Content starts

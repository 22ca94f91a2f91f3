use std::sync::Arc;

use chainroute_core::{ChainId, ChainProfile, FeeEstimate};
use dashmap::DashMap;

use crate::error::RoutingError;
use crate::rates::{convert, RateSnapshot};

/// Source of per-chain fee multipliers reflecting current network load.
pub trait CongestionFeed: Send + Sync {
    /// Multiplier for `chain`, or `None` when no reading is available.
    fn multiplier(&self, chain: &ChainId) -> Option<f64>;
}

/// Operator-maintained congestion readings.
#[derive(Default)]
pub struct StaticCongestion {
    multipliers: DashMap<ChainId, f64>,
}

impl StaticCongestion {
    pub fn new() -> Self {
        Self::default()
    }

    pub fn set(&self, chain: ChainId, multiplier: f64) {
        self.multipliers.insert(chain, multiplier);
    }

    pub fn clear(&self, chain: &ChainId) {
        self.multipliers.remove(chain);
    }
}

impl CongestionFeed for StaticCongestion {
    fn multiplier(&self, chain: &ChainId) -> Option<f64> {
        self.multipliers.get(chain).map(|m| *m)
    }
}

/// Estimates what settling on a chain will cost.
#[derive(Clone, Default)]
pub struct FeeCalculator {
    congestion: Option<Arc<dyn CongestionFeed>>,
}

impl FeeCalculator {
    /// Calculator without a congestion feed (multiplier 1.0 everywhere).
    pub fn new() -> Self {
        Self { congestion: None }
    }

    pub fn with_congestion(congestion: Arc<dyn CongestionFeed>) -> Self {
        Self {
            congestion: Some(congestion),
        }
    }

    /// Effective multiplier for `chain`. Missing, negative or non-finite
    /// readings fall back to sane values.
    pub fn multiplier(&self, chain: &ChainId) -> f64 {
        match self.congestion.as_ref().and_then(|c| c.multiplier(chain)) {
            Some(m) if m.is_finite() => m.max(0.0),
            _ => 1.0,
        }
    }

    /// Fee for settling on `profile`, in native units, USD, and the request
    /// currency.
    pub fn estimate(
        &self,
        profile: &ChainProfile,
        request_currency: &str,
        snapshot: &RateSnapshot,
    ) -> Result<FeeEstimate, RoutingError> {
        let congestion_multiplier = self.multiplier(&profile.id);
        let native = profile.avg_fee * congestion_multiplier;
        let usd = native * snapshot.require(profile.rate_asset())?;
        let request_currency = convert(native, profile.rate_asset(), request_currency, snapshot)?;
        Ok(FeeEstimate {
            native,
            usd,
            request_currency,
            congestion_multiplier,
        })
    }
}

Content ends

Exercise instructions: All lines in the records that contain "RoutingError" are to be copied and returned.

Answer to the exercise:
use crate::error::RoutingError;
    ) -> Result<FeeEstimate, RoutingError> {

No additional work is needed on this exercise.